A Publication of The Association of Bone and Joint Surgeons ®

Weaker Functional Pinch Strength Is Associated With Early Thumb Carpometacarpal Osteoarthritis

Thomas J. McQuillan BA, Deborah Kenney MS, OTR, Joseph J. Crisco PhD, Arnold-Peter Weiss MD, Amy L. Ladd MD

Abstract

Background

The thumb carpometacarpal (CMC) joint orchestrates pinch in its various positions, and thumb CMC osteoarthritis (OA) is a major source of orthopaedic morbidity. Self-reported pain, weakness, and physical examination may not correspond to radiographic findings when diagnosing early thumb CMC OA. Weakness is a prominent feature of the disease, but little evidence exists to quantify self-reported loss of strength with time, or to compare weakness with that of a nonarthritic population during early disease.

Questions/purposes

We asked: (1) Is pinch strength in subjects with early thumb CMC OA less than that in asymptomatic control subjects; and (2) weakness in which pinch position (key, tripod, or tip pinch) has the strongest association with early OA diagnosis?

Methods

For this case-control study, we recruited 23 subjects who were asymptomatic and 91 with early OA for comprehensive history, physical examination, strength measurements, pain surveys, and radiographic evaluation.
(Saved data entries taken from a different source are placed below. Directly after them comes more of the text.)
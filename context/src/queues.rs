use crate::{Device, DeviceId};
use log::debug;
use std::{
    collections::HashMap,
    ptr::addr_eq,
    sync::{Arc, MutexGuard, Weak},
};

/// 设备端任务队列。队列的创建和执行由上下文之外的代码负责。
pub trait DeviceQueue: Send + Sync {}

/// 一个设备上的设备端队列记录。
#[derive(Default, Debug)]
pub struct DeviceQueueInfo {
    count: usize,
    default: Option<Weak<dyn DeviceQueue>>,
}

impl DeviceQueueInfo {
    /// 存活的设备端队列数量。
    #[inline]
    pub fn count(&self) -> usize {
        self.count
    }

    /// 默认设备端队列。
    #[inline]
    pub fn default_queue(&self) -> Option<Arc<dyn DeviceQueue>> {
        self.default.as_ref()?.upgrade()
    }

    fn is_default(&self, queue: &Arc<dyn DeviceQueue>) -> bool {
        self.default
            .as_ref()
            .is_some_and(|default| addr_eq(default.as_ptr(), Arc::as_ptr(queue)))
    }
}

pub(crate) type Registry = HashMap<DeviceId, DeviceQueueInfo>;

/// 持有上下文队列表锁的访问器。
///
/// 在同一个访问器上先检查容量再添加队列，两步之间不会被其他线程插入。
pub struct DeviceQueues<'a>(pub(crate) MutexGuard<'a, Registry>);

impl DeviceQueues<'_> {
    /// 设备上是否还能创建设备端队列。
    pub fn is_possible(&mut self, dev: &dyn Device) -> bool {
        self.entry(dev).count < dev.max_on_device_queues()
    }

    /// 登记一个设备端队列，`make_default` 时设为设备的默认队列。
    pub fn add(&mut self, dev: &dyn Device, queue: &Arc<dyn DeviceQueue>, make_default: bool) {
        let info = self.entry(dev);
        info.count += 1;
        if make_default {
            info.default = Some(Arc::downgrade(queue))
        }
        debug!("device queue added, {} on device", info.count)
    }

    /// 容量允许时登记一个设备端队列。
    pub fn try_add(
        &mut self,
        dev: &dyn Device,
        queue: &Arc<dyn DeviceQueue>,
        make_default: bool,
    ) -> bool {
        let possible = self.is_possible(dev);
        if possible {
            self.add(dev, queue, make_default)
        }
        possible
    }

    /// 注销一个设备端队列，如果它是默认队列则清除默认队列。
    pub fn remove(&mut self, dev: &dyn Device, queue: &Arc<dyn DeviceQueue>) {
        let info = self.entry(dev);
        assert_ne!(info.count, 0, "The device queue map is empty!");
        info.count -= 1;
        if info.is_default(queue) {
            info.default = None
        }
        debug!("device queue removed, {} on device", info.count)
    }

    /// 设备的默认设备端队列。
    pub fn default_queue(&self, dev: &dyn Device) -> Option<Arc<dyn DeviceQueue>> {
        self.0.get(&DeviceId::of(dev))?.default_queue()
    }

    #[inline]
    pub fn info(&self, dev: &dyn Device) -> Option<&DeviceQueueInfo> {
        self.0.get(&DeviceId::of(dev))
    }

    #[inline]
    fn entry(&mut self, dev: &dyn Device) -> &mut DeviceQueueInfo {
        self.0.entry(DeviceId::of(dev)).or_default()
    }
}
We used multivariate logistic regression to quantify the association between declining pinch strength and early OA diagnosis after controlling for age, sex, and BMI. This analysis was performed for three different pinch positions (key, tripod, and tip pinch) to evaluate which measurement was most closely associated with diagnosis.

Results

Pinch strength was less in patients with early thumb CMC OA. Key pinch had the most robust association with OA diagnosis, in which a 20% decrease in key pinch strength from the control subjects’ baseline was associated with a 10% increase in the OA diagnosis (95% CI, 3%–16%; p = 0.004). This had a stronger association with OA diagnosis than tip pinch, in which a 20% decrease in strength was associated with a 6% increase in early CMC OA (95% CI, 1.0%–11%; p = 0.031). Tripod pinch also was associated to a lesser extent; a 20% reduction in tripod pinch led to a 5% increase in OA (95% CI, 1.3%–9%; p = 0.048).

Conclusions

Decreasing pinch strength, especially key pinch, is associated with early CMC arthritis before the development of extensive radiographic disease.

Clinical Relevance

Weakness in pinch strength, especially key pinch, is an important feature in the pathogenesis of early CMC OA and may appear before radiographic disease is present or advanced. These findings suggest a role for intervention in early disease for promoting nonoperative joint protection and strengthening, and designing surgical procedures aimed to delay or prevent clinical and radiographic progression.